Abb.1: Seite aus polnischem Reisepass, ausgestellt 1934 für Rebeka Ständig, geborene Alpern. Zweimal im Verlauf der deutschen Geschichte wurden die Juden gezwungen, ihre Namen zu ändern: Zum ersten Mal durch die Einführung von (oft stigmatisierenden) Familiennamen während der Emanzipation, zum zweiten Mal durch die Einführung der obligatorischen Zusatz-Vornamen Sara für jüdische Frauen und Israel für jüdische Männer (ab 17. August 1938). Auf diese Weise sorgte das Regime für die Ausgrenzung der Juden, deren Identität nun keine Privatsache mehr sein konnte. Wenn der Vorname eines Juden oder einer Jüdin auf einer offiziell abgesegneten Liste stand, wurde kein zusätzlicher Name verlangt. Außerdem verlangte das Regime von Juden, die ihren Familiennamen geändert hatten, um sich anzugleichen und Diskriminierung zu verhindern, ihren vorherigen Namen wieder anzunehmen.

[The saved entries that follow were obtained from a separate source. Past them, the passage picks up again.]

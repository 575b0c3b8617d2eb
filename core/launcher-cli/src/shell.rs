//! `shell`: a line-oriented console front end.
//!
//! Three producers feed one channel: a stdin reader thread, the reconciler,
//! and short-lived worker threads that run launch/close (which can block for
//! seconds). The main thread is the only one that prints the game list or
//! touches shell state.

use launcher_core::{
    scan_games_directory, spawn_reconciler, GameManager, LaunchTarget, LauncherConfig,
    ScanOptions,
};
use std::io::{self, BufRead, Write};
use std::path::PathBuf;
use std::sync::mpsc::{self, Sender};
use std::sync::Arc;
use std::thread;

const HELP: &str = "\
Commands:
  list              show games and their state
  launch <game>     start a game (name or list number)
  close <game>      close a running game and its helpers
  refresh           rescan the current directory
  dir <path>        scan another directory
  help              show this help
  quit              leave the shell (running games keep running)
";

/// Everything the main loop reacts to.
#[derive(Debug)]
enum UiEvent {
    Line(String),
    Exited(Vec<String>),
    Message(String),
    InputClosed,
}

#[derive(Debug, Clone, PartialEq, Eq)]
pub(crate) enum ShellCommand {
    List,
    Launch(String),
    Close(String),
    Refresh,
    Dir(PathBuf),
    Help,
    Quit,
    Empty,
    Invalid(String),
}

impl ShellCommand {
    pub(crate) fn parse(line: &str) -> Self {
        let line = line.trim();
        if line.is_empty() {
            return ShellCommand::Empty;
        }
        let (verb, rest) = match line.split_once(char::is_whitespace) {
            Some((verb, rest)) => (verb, rest.trim()),
            None => (line, ""),
        };

        match (verb.to_lowercase().as_str(), rest.is_empty()) {
            ("list" | "ls", _) => ShellCommand::List,
            ("refresh", _) => ShellCommand::Refresh,
            ("help" | "?", _) => ShellCommand::Help,
            ("quit" | "exit" | "q", _) => ShellCommand::Quit,
            ("launch" | "start", false) => ShellCommand::Launch(rest.to_string()),
            ("close" | "stop", false) => ShellCommand::Close(rest.to_string()),
            ("dir" | "cd", false) => ShellCommand::Dir(PathBuf::from(rest)),
            ("launch" | "start" | "close" | "stop" | "dir" | "cd", true) => {
                ShellCommand::Invalid(format!("'{}' needs an argument", verb))
            }
            _ => ShellCommand::Invalid(format!("Unknown command '{}' (try 'help')", verb)),
        }
    }
}

struct Shell {
    manager: Arc<GameManager>,
    scan_options: ScanOptions,
    games: Vec<LaunchTarget>,
    current_dir: Option<PathBuf>,
    events: Sender<UiEvent>,
}

pub fn run(dir: Option<PathBuf>, config: &LauncherConfig) -> Result<(), String> {
    let manager = Arc::new(GameManager::new(config.manager_settings()));
    let (tx, rx) = mpsc::channel();

    let reconciler_tx = tx.clone();
    let reconciler = spawn_reconciler(Arc::clone(&manager), config.poll_interval(), move |names| {
        let _ = reconciler_tx.send(UiEvent::Exited(names));
    })
    .map_err(String::from)?;

    spawn_stdin_reader(tx.clone()).map_err(|e| format!("Failed to start input thread: {}", e))?;

    let mut shell = Shell {
        manager,
        scan_options: config.scan_options(),
        games: Vec::new(),
        current_dir: None,
        events: tx,
    };

    match dir.or_else(|| config.games_dir.clone()) {
        Some(dir) => shell.load_games(dir),
        None => println!("No games directory yet. Use 'dir <path>'."),
    }
    print!("{}", HELP);
    prompt();

    while let Ok(event) = rx.recv() {
        match event {
            UiEvent::Line(line) => {
                if !shell.handle(ShellCommand::parse(&line)) {
                    break;
                }
            }
            UiEvent::Exited(names) => {
                for name in names {
                    println!("\n{} exited", name);
                }
            }
            UiEvent::Message(message) => println!("\n{}", message),
            UiEvent::InputClosed => break,
        }
        prompt();
    }

    reconciler.stop();
    let still_running = shell.manager.running_games();
    if !still_running.is_empty() {
        tracing::info!(count = still_running.len(), "Leaving games running");
    }
    Ok(())
}

impl Shell {
    /// Returns false when the shell should exit.
    fn handle(&mut self, command: ShellCommand) -> bool {
        match command {
            ShellCommand::List => print!("{}", self.render_list()),
            ShellCommand::Launch(query) => self.launch(&query),
            ShellCommand::Close(query) => self.close(&query),
            ShellCommand::Refresh => self.refresh(),
            ShellCommand::Dir(path) => self.load_games(path),
            ShellCommand::Help => print!("{}", HELP),
            ShellCommand::Quit => return false,
            ShellCommand::Empty => {}
            ShellCommand::Invalid(message) => println!("{}", message),
        }
        true
    }

    fn load_games(&mut self, dir: PathBuf) {
        if !dir.is_dir() {
            println!("Not a directory: {}", dir.display());
            return;
        }
        self.games = scan_games_directory(&dir, &self.scan_options);
        println!("{} game(s) in {}", self.games.len(), dir.display());
        self.current_dir = Some(dir);
        print!("{}", self.render_list());
    }

    fn refresh(&mut self) {
        match self.current_dir.clone() {
            Some(dir) => self.load_games(dir),
            None => println!("Select a games directory first with 'dir <path>'."),
        }
    }

    fn launch(&self, query: &str) {
        let Some(target) = resolve(&self.games, query).cloned() else {
            println!("No game matching '{}'", query);
            return;
        };
        let manager = Arc::clone(&self.manager);
        let events = self.events.clone();
        println!("Launching {}...", target.name);
        self.spawn_worker(move || {
            let message = match manager.try_launch(&target) {
                Ok(launcher_core::LaunchOutcome::Launched { pid, .. }) => {
                    format!("{} running (pid {})", target.name, pid)
                }
                Ok(launcher_core::LaunchOutcome::AlreadyRunning) => {
                    format!("{} is already running", target.name)
                }
                Err(err) => format!("Launch failed: {}", err),
            };
            let _ = events.send(UiEvent::Message(message));
        });
    }

    fn close(&self, query: &str) {
        let name = match resolve(&self.games, query) {
            Some(target) => target.name.clone(),
            None => query.to_string(),
        };
        let manager = Arc::clone(&self.manager);
        let events = self.events.clone();
        println!("Closing {}...", name);
        self.spawn_worker(move || {
            let message = match manager.try_close(&name) {
                Ok(launcher_core::CloseOutcome::Closed(report)) => {
                    format!("{} closed ({} helper process(es))", name, report.descendants)
                }
                Ok(launcher_core::CloseOutcome::NotRunning) => {
                    format!("{} is not running", name)
                }
                Err(err) => format!("Close failed: {}", err),
            };
            let _ = events.send(UiEvent::Message(message));
        });
    }

    fn spawn_worker<F>(&self, work: F)
    where
        F: FnOnce() + Send + 'static,
    {
        if let Err(err) = thread::Builder::new().name("shell-worker".to_string()).spawn(work) {
            println!("Could not start worker thread: {}", err);
        }
    }

    fn render_list(&self) -> String {
        if self.games.is_empty() {
            return "No games found.\n".to_string();
        }
        let mut out = String::new();
        for (index, game) in self.games.iter().enumerate() {
            let state = match self.manager.state_of(&game.name).pid() {
                Some(pid) => format!("running, pid {}", pid),
                None => "stopped".to_string(),
            };
            out.push_str(&format!("{:>3}. {} [{}]\n", index + 1, game.name, state));
        }
        out
    }
}

/// Name (exact, then case-insensitive) or 1-based list number.
pub(crate) fn resolve<'a>(games: &'a [LaunchTarget], query: &str) -> Option<&'a LaunchTarget> {
    crate::launch::find_by_name(games, query).or_else(|| {
        query
            .parse::<usize>()
            .ok()
            .and_then(|n| n.checked_sub(1))
            .and_then(|index| games.get(index))
    })
}

fn spawn_stdin_reader(events: Sender<UiEvent>) -> io::Result<()> {
    thread::Builder::new()
        .name("stdin".to_string())
        .spawn(move || {
            let stdin = io::stdin();
            for line in stdin.lock().lines() {
                match line {
                    Ok(line) => {
                        if events.send(UiEvent::Line(line)).is_err() {
                            return;
                        }
                    }
                    Err(err) => {
                        tracing::warn!(error = %err, "Failed to read stdin");
                        break;
                    }
                }
            }
            let _ = events.send(UiEvent::InputClosed);
        })
        .map(|_| ())
}

fn prompt() {
    print!("> ");
    let _ = io::stdout().flush();
}

#[cfg(test)]
mod tests {
    use super::*;

    #[test]
    fn test_parse_simple_verbs() {
        assert_eq!(ShellCommand::parse("list"), ShellCommand::List);
        assert_eq!(ShellCommand::parse("  LS  "), ShellCommand::List);
        assert_eq!(ShellCommand::parse("refresh"), ShellCommand::Refresh);
        assert_eq!(ShellCommand::parse("help"), ShellCommand::Help);
        assert_eq!(ShellCommand::parse("quit"), ShellCommand::Quit);
        assert_eq!(ShellCommand::parse(""), ShellCommand::Empty);
    }

    #[test]
    fn test_parse_keeps_spaces_in_arguments() {
        assert_eq!(
            ShellCommand::parse("launch Half Life 2"),
            ShellCommand::Launch("Half Life 2".to_string())
        );
        assert_eq!(
            ShellCommand::parse("close   Doom "),
            ShellCommand::Close("Doom".to_string())
        );
        assert_eq!(
            ShellCommand::parse("dir /mnt/My Games"),
            ShellCommand::Dir(PathBuf::from("/mnt/My Games"))
        );
    }

    #[test]
    fn test_parse_rejects_missing_argument_and_unknown_verbs() {
        assert!(matches!(ShellCommand::parse("launch"), ShellCommand::Invalid(_)));
        assert!(matches!(ShellCommand::parse("dance"), ShellCommand::Invalid(_)));
    }

    #[test]
    fn test_resolve_by_name_or_number() {
        let games = vec![
            LaunchTarget::new("Doom", "/g/doom.exe"),
            LaunchTarget::new("Quake", "/g/quake.exe"),
        ];
        assert_eq!(resolve(&games, "quake").unwrap().name, "Quake");
        assert_eq!(resolve(&games, "1").unwrap().name, "Doom");
        assert!(resolve(&games, "0").is_none());
        assert!(resolve(&games, "3").is_none());
        assert!(resolve(&games, "Heretic").is_none());
    }

    #[test]
    fn test_numeric_game_name_beats_index() {
        let games = vec![
            LaunchTarget::new("Doom", "/g/doom.exe"),
            LaunchTarget::new("2", "/g/2.exe"),
            LaunchTarget::new("Quake", "/g/quake.exe"),
        ];
        assert_eq!(resolve(&games, "2").unwrap().path, PathBuf::from("/g/2.exe"));
    }
}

Kaufmann Moses Ständig, geboren am 21. August 1890 in Kolomea/Galizien (In anderen Quellen mit dem "eingedeutschten" Vornamen Moritz - wir verwenden hier in Anlehnung an den Eintrag im Gedenkbuch des Bundesarchivs den Taufnamen Moses) - war mit Rebeka Alpern, geboren am 18. Februar 1895 in Bukowna, Polen verheiratet.
Moses Ständig eröffnete am 15. März 1919 in der Ewaldstraße 39 in Herten einen Handel mit Manufaktur-, Konfektions- und Schuhwaren. Das Geschäft wurde zum 31. Dezember 1930 geschlossen, wobei die Hintergründe im Dunkeln bleiben. Familie Ständig wechselte auch den Wohnort und zog nach Gelsenkirchen.

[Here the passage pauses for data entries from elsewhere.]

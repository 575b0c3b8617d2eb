//! `launch`: start one game and stay attached until it exits.
//!
//! With `--close-after`, the game's whole process tree is closed once the
//! deadline passes. Otherwise the command returns when reconcile notices the
//! game is gone.

use launcher_core::{
    scan_games_directory, GameManager, LaunchOutcome, LaunchTarget, LauncherConfig,
};
use std::path::PathBuf;
use std::thread;
use std::time::{Duration, Instant};

pub fn run(
    name: &str,
    dir: Option<PathBuf>,
    close_after: Option<u64>,
    config: &LauncherConfig,
) -> Result<(), String> {
    let root = crate::resolve_games_dir(dir, config)?;
    let games = scan_games_directory(&root, &config.scan_options());
    let target = find_by_name(&games, name)
        .ok_or_else(|| format!("No game named '{}' under {}", name, root.display()))?;

    let manager = GameManager::new(config.manager_settings());
    let pid = match manager.try_launch(target).map_err(String::from)? {
        LaunchOutcome::Launched { pid, .. } => pid,
        LaunchOutcome::AlreadyRunning => {
            return Err(format!("{} is already running", target.name));
        }
    };
    println!("Launched {} (pid {})", target.name, pid);

    let deadline = close_after.map(|secs| Instant::now() + Duration::from_secs(secs));
    let poll = config.poll_interval();

    loop {
        if !manager.reconcile().is_empty() {
            println!("{} exited", target.name);
            return Ok(());
        }
        if let Some(deadline) = deadline {
            if Instant::now() >= deadline {
                println!("Closing {}", target.name);
                manager.try_close(&target.name).map_err(String::from)?;
                println!("{} closed", target.name);
                return Ok(());
            }
            thread::sleep(poll.min(deadline.saturating_duration_since(Instant::now())));
        } else {
            thread::sleep(poll);
        }
    }
}

/// Exact name first, then a case-insensitive match.
pub(crate) fn find_by_name<'a>(games: &'a [LaunchTarget], name: &str) -> Option<&'a LaunchTarget> {
    games.iter().find(|game| game.name == name).or_else(|| {
        let lowered = name.to_lowercase();
        games.iter().find(|game| game.name.to_lowercase() == lowered)
    })
}
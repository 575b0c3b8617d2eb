//! # launcher-core
//!
//! Core library for the game launcher: finds games in a directory tree,
//! starts them, watches them, and tears down their whole process tree on
//! request.
//!
//! ## Design Principles
//!
//! - **Synchronous**: No async runtime. Every operation blocks its caller;
//!   front ends that need a responsive UI run them on a worker thread.
//! - **Thread-safe manager**: [`GameManager`] guards its tracked collection with
//!   a mutex, so a UI thread and the [`reconciler`] can share it via `Arc`.
//! - **Graceful degradation**: A missing games directory yields an empty list;
//!   failed launches and closes return `false` after logging.
//! - **No global logger**: The library only emits `tracing` events; the
//!   binary decides where they go.
//!
//! ## Quick Start
//!
//! ```rust,ignore
//! use launcher_core::{load_config, scan_games_directory, GameManager, StorageConfig};
//!
//! let config = load_config(&StorageConfig::default());
//! let games = scan_games_directory(games_dir, &config.scan_options());
//! let manager = GameManager::new(config.manager_settings());
//! manager.launch(&games[0]);
//! ```

pub mod config;
pub mod error;
pub mod manager;
pub mod process;
pub mod reconciler;
pub mod scanner;
pub mod storage;
pub mod types;

pub use config::{load_config, read_config, save_config, LauncherConfig};
pub use error::{LauncherError, Result};
pub use manager::{CloseOutcome, GameManager, LaunchOutcome, ManagerSettings};
pub use process::TerminationReport;
pub use reconciler::{spawn_reconciler, ReconcilerHandle};
pub use scanner::{find_artwork, scan_games_directory, ScanOptions};
pub use storage::StorageConfig;
pub use types::{LaunchKind, LaunchTarget, RunState, RunningGame};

Auch Familie Ständig war schon früh dem Antisemitismus aus der Mehrheitsgesellschaft ausgesetzt. Die so genannten "Ostjuden" rückten dann mit der Machtübergabe an die Nazis im Januar 1933 sofort auf deren Agenda. Die "Ostjuden" entsprachen in den Augen des NS-Terrorregimes dessen propagierten antisemitischen Feindbild. Der Plan, die "lästigen Ostjuden" auszuweisen, blieb in rechten Kreisen seit Ende des ersten Weltkrieges aktuell. Erst im Zuge des weiter eskalierenden Antisemitismus vollzog das NS-Regime im November 1938 die massenhafte Ausweisung der "Ostjuden" nach Polen.
Abb.2: Briefkopf Geschäft M. Ständig, Ewaldstr. 39 in Herten
Exkurs: Feindbild "Ostjuden"
Juden aus Osteuropa emigrierten seit dem Ende des 19. Jahrhunderts auch nach Gelsenkirchen. Diese Menschen sprachen oft jiddisch, waren häufiger orthodox und trugen dann entsprechende, traditionelle Kleidung. Obwohl die Ostjuden bei einer Gelsenkirchener Gesamteinwohnerschaft von rund 170.000 (um 1919) anteilsmäßig kaum ins Gewicht fielen, fokussierte sich die antisemitische Agitation schon ab Ende 1919 und (in unterschiedlicher Ausprägung) während der gesamten Weimarer Republik auf diese Gruppe.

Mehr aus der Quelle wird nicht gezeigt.